I think ahead to Thanksgiving and a family tradition of going around the table and saying something that we are thankful for since the previous Thanksgiving. Though I know that I have much more to be thankful for than nearly all of my previous Thanksgivings, I don't know where to start. I have gone through so much since November 29th, 2007. There have been the highest highs and the lowest lows. A year ago I was 2 weeks from popping the question, looking to move out West, preparing to finish my degree, and contemplating whether I should move up the FedEx ladder or start a new career. Now I'm single, still living in Champaign-Urbana, further from my degree than ever, and struggling against bureaucracy to get my old job at FedEx.

I don't say all of this to gather pity, because I've earned more than I've lost, I think. On the other hand, I'm not bragging about how much I've done and what I've experienced. I'm trying to figure out how I'm supposed to thank God for all of the good things when He was responsible for the bad things, too. I believe that He does it all. I feel like I need to thank Him for the bad things. Though, somehow it seems wrong to rejoice for my mother's breast cancer or Rebecca leaving me. But aren't all of these things connected? Don't they all go back to a loving God who does all of this according to His will that we should also aspire to? If I'm to live in accord with His will, then shouldn't all of it be divine? "This is the day that the Lord hath made/Let us rejoice and be glad in it/This is the day/This is the day/That the Lord hath made"
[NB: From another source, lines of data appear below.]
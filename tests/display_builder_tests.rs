mod common;

use common::{copc_ticket, empty_ticket, generic_ticket, ticket_with_form};
use formhub_display::display::model::{Align, DisplayType, FieldType, SummaryKind};
use formhub_display::DisplayEngine;
use serde_json::json;

#[test]
fn copc_submission_gets_petty_cash_layout() {
    let engine = DisplayEngine::default();
    let model = engine.build_display(&copc_ticket());

    assert!(model.header.is_none());
    let labels: Vec<&str> = model.fields.iter().map(|f| f.label.as_str()).collect();
    assert_eq!(labels, vec!["Date", "Petty Cash Holder", "Department"]);
    assert_eq!(model.fields[0].display_type, DisplayType::Date);

    assert_eq!(model.tables.len(), 1);
    let table = &model.tables[0];
    assert_eq!(table.title, "Petty Cash Breakdown");
    assert_eq!(table.rows.len(), 2);
    let keys: Vec<&str> = table.columns.iter().map(|c| c.key.as_str()).collect();
    assert_eq!(
        keys,
        vec!["date", "invoiceNumber", "copcNumber", "description", "amount"]
    );
    let amount = table.column("amount").expect("amount column");
    assert_eq!(amount.field_type, FieldType::Currency);
    assert_eq!(amount.align, Align::Right);

    let summary = model.summary_item("Total Amount").expect("total amount");
    assert_eq!(summary.value, "800.00");
    assert_eq!(summary.kind, SummaryKind::Subtotal);
    assert_eq!(
        model.summary_item("Total Petty Cash").map(|s| s.value.as_str()),
        Some("1000.00")
    );
    let balance = model.summary_item("Remaining Balance").expect("balance");
    assert_eq!(balance.value, "200.00");
    assert_eq!(balance.kind, SummaryKind::Balance);
    assert_eq!(model.actions, vec!["approve", "reject"]);
}

#[test]
fn copc_without_petty_cash_goes_negative() {
    let engine = DisplayEngine::default();
    let model = engine.build_display(&ticket_with_form(json!({
        "pettyCashHolder": "Jane Doe",
        "transactions": [{ "amount": "₱1,250.50" }]
    })));

    assert!(model.summary_item("Total Petty Cash").is_none());
    assert_eq!(model.summary[0].value, "1250.50");
    assert_eq!(
        model.summary_item("Remaining Balance").map(|s| s.value.as_str()),
        Some("-1250.50")
    );
}

#[test]
fn transactions_alone_select_the_petty_cash_layout() {
    let engine = DisplayEngine::default();
    let model = engine.build_display(&ticket_with_form(json!({
        "date": "2024-11-01",
        "department": "Finance",
        "transactions": [{ "amount": 500 }, { "amount": 300 }]
    })));

    assert!(model.header.is_none());
    assert_eq!(model.tables[0].title, "Petty Cash Breakdown");
    assert!(model.summary_item("Total Petty Cash").is_none());
    assert_eq!(
        model.summary_item("Total Amount").map(|s| s.value.as_str()),
        Some("800.00")
    );
    assert_eq!(
        model.summary_item("Remaining Balance").map(|s| s.value.as_str()),
        Some("-800.00")
    );
}

#[test]
fn totals_ignore_minus_signs_in_amounts() {
    let engine = DisplayEngine::default();
    let model = engine.build_display(&ticket_with_form(json!({
        "totalPettyCash": "1000",
        "transactions": [{ "amount": "-100" }, { "amount": "50" }]
    })));

    assert_eq!(
        model.summary_item("Total Amount").map(|s| s.value.as_str()),
        Some("150.00")
    );
    assert_eq!(
        model.summary_item("Remaining Balance").map(|s| s.value.as_str()),
        Some("850.00")
    );

    let generic = engine.build_display(&ticket_with_form(json!({ "refundAmount": "-75" })));
    assert_eq!(generic.summary[0].value, "75.00");
}

#[test]
fn generic_submission_uses_inferred_layout() {
    let engine = DisplayEngine::default();
    let model = engine.build_display(&generic_ticket());

    let header = model.header.as_ref().expect("header");
    assert_eq!(header.title, "Form ticket");
    assert_eq!(header.status, "pending");

    let labels: Vec<&str> = model.fields.iter().map(|f| f.label.as_str()).collect();
    assert_eq!(labels, vec!["Department", "Cost"]);
    assert_eq!(model.field("Cost").map(|f| f.value.as_str()), Some("450"));

    assert_eq!(model.tables.len(), 1);
    let items = &model.tables[0];
    assert_eq!(items.title, "Items");
    let keys: Vec<&str> = items.columns.iter().map(|c| c.key.as_str()).collect();
    assert_eq!(keys, vec!["sku", "qty"]);
    assert_eq!(items.columns[1].field_type, FieldType::Number);
    assert_eq!(items.columns[1].align, Align::Right);

    assert_eq!(model.summary.len(), 1);
    assert_eq!(model.summary[0].label, "Cost");
    assert_eq!(model.summary[0].value, "450.00");
    assert_eq!(model.summary[0].kind, SummaryKind::Subtotal);
}

#[test]
fn ticket_without_form_gets_default_layout() {
    let engine = DisplayEngine::default();
    let model = engine.build_display(&empty_ticket());

    let header = model.header.expect("header");
    assert_eq!(header.title, "Printer jam");
    assert_eq!(header.status, "open");
    assert_eq!(model.fields.len(), 1);
    assert_eq!(model.fields[0].label, "Description");
    assert_eq!(model.fields[0].value, "Paper stuck");
    assert!(model.tables.is_empty());
    assert!(model.summary.is_empty());
}

#[test]
fn default_layout_has_only_the_description_even_with_a_creation_date() {
    let engine = DisplayEngine::default();
    let mut ticket = empty_ticket();
    ticket.created_at = "2024-11-01T08:00:00Z".parse().ok();

    let model = engine.build_display(&ticket);
    assert_eq!(model.fields.len(), 1);
    assert_eq!(model.fields[0].label, "Description");
    assert!(model.field("Created").is_none());
}

#[test]
fn non_object_payload_falls_back_to_default_layout() {
    let engine = DisplayEngine::default();
    let model = engine.build_display(&ticket_with_form(json!("not a form")));
    assert_eq!(model.fields.len(), 1);
    assert_eq!(model.fields[0].label, "Description");
}

#[test]
fn generic_title_prefers_form_title_and_skips_metadata() {
    let engine = DisplayEngine::default();
    let model = engine.build_display(&ticket_with_form(json!({
        "id": 5,
        "formTitle": "Travel Request",
        "createdAt": "2024-11-01",
        "requestStatus": "approved",
        "dueDate": "2024-11-20",
        "unitPrice": "1,500.00",
        "notes": ["a", "b"]
    })));

    assert_eq!(model.header.as_ref().map(|h| h.title.as_str()), Some("Travel Request"));
    let labels: Vec<&str> = model.fields.iter().map(|f| f.label.as_str()).collect();
    assert_eq!(labels, vec!["Request Status", "Due Date", "Unit Price"]);
    assert_eq!(model.fields[0].display_type, DisplayType::Badge);
    assert_eq!(model.fields[1].display_type, DisplayType::Date);
    assert_eq!(model.fields[2].display_type, DisplayType::Currency);
    assert!(model.tables.is_empty());
}

#[test]
fn summary_kinds_follow_key_names() {
    let engine = DisplayEngine::default();
    let model = engine.build_display(&ticket_with_form(json!({
        "grandTotal": "2,000.00",
        "balanceAmount": 150,
        "shippingCost": "n/a",
        "discountAmount": null
    })));

    assert_eq!(model.summary.len(), 2);
    assert_eq!(model.summary[0].label, "Grand Total");
    assert_eq!(model.summary[0].value, "2000.00");
    assert_eq!(model.summary[0].kind, SummaryKind::Total);
    assert_eq!(model.summary[1].kind, SummaryKind::Balance);
    assert_eq!(model.summary[1].value, "150.00");
}

#[test]
fn currency_columns_are_summed_when_no_totals_given() {
    let engine = DisplayEngine::default();
    let model = engine.build_display(&ticket_with_form(json!({
        "department": "IT",
        "lines": [
            { "refCode": "A", "lineAmount": "1,000.00", "qty": 1 },
            { "refCode": "B", "lineAmount": "250.50", "qty": 3 }
        ]
    })));

    assert_eq!(model.summary.len(), 1);
    assert_eq!(model.summary[0].label, "Total Line Amount");
    assert_eq!(model.summary[0].value, "1250.50");
    assert_eq!(model.summary[0].kind, SummaryKind::Total);
}

#[test]
fn form_data_arrays_lists_every_row_sequence() {
    let engine = DisplayEngine::default();
    let ticket = ticket_with_form(json!({
        "items": [{ "sku": "A1" }],
        "empty": [],
        "tags": ["x"],
        "approvers": [{ "name": "Lee", "approvedAt": "2024-11-03" }]
    }));

    let tables = engine.form_data_arrays(&ticket);
    let titles: Vec<&str> = tables.iter().map(|t| t.title.as_str()).collect();
    assert_eq!(titles, vec!["Items", "Approvers"]);
    assert_eq!(tables[1].columns[1].field_type, FieldType::Date);
    assert!(engine.form_data_arrays(&empty_ticket()).is_empty());
}

#[test]
fn adaptive_summary_is_specialised_per_archetype() {
    let engine = DisplayEngine::default();
    assert_eq!(
        engine.adaptive_summary(&copc_ticket()),
        "Petty Cash: 1000 - Holder: Jane Doe"
    );
    assert_eq!(
        engine.adaptive_summary(&ticket_with_form(json!({
            "leaveType": "Vacation",
            "startDate": "2024-12-01",
            "days": 3
        }))),
        "Vacation: 3 days"
    );
    assert_eq!(
        engine.adaptive_summary(&ticket_with_form(json!({
            "leaveType": "Sick",
            "days": 1
        }))),
        "Sick: 1 days"
    );
    assert_eq!(
        engine.adaptive_summary(&ticket_with_form(json!({
            "items": [{ "sku": "A1" }],
            "requestType": "Supplies",
            "totalAmount": "900"
        }))),
        "Supplies: 900"
    );
    assert_eq!(
        engine.adaptive_summary(&generic_ticket()),
        "Department: Finance, Cost: 450"
    );
    assert_eq!(
        engine.adaptive_summary(&ticket_with_form(json!({ "items": [{ "a": 1 }, { "a": 2 }] }))),
        "Items: 2 items"
    );
    assert_eq!(engine.adaptive_summary(&empty_ticket()), "Paper stuck");
}
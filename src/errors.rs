use thiserror::Error;

/// Errors raised at the edges of the display engine: reading tickets and
/// loading configuration. Building and formatting a display never fails.
#[derive(Debug, Error)]
pub enum DisplayError {
    #[error("IO error: {0}")]
    Io(#[from] std::io::Error),
    #[error("Serialization error: {0}")]
    Serde(#[from] serde_json::Error),
    #[error("Invalid ticket: {0}")]
    InvalidTicket(String),
    #[error("Configuration error: {0}")]
    Config(String),
}

pub type DisplayResult<T> = Result<T, DisplayError>;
The poet John Berryman offers the perspective that comes closest to answering my question, though it doesn't satisfy me:

From Minnesota Thanksgiving

For that free Grace bringing us past great risks
& thro' great griefs surviving to this feast
sober & still, with children unborn and born,
among brave friends, Lord, we stand again in debt
and find ourselves in the glad position: Gratitude.


So, I guess I'll just have to say that this year I'm thankful that I survived. I'm thankful that my wings did neither burn nor weigh me down



yet.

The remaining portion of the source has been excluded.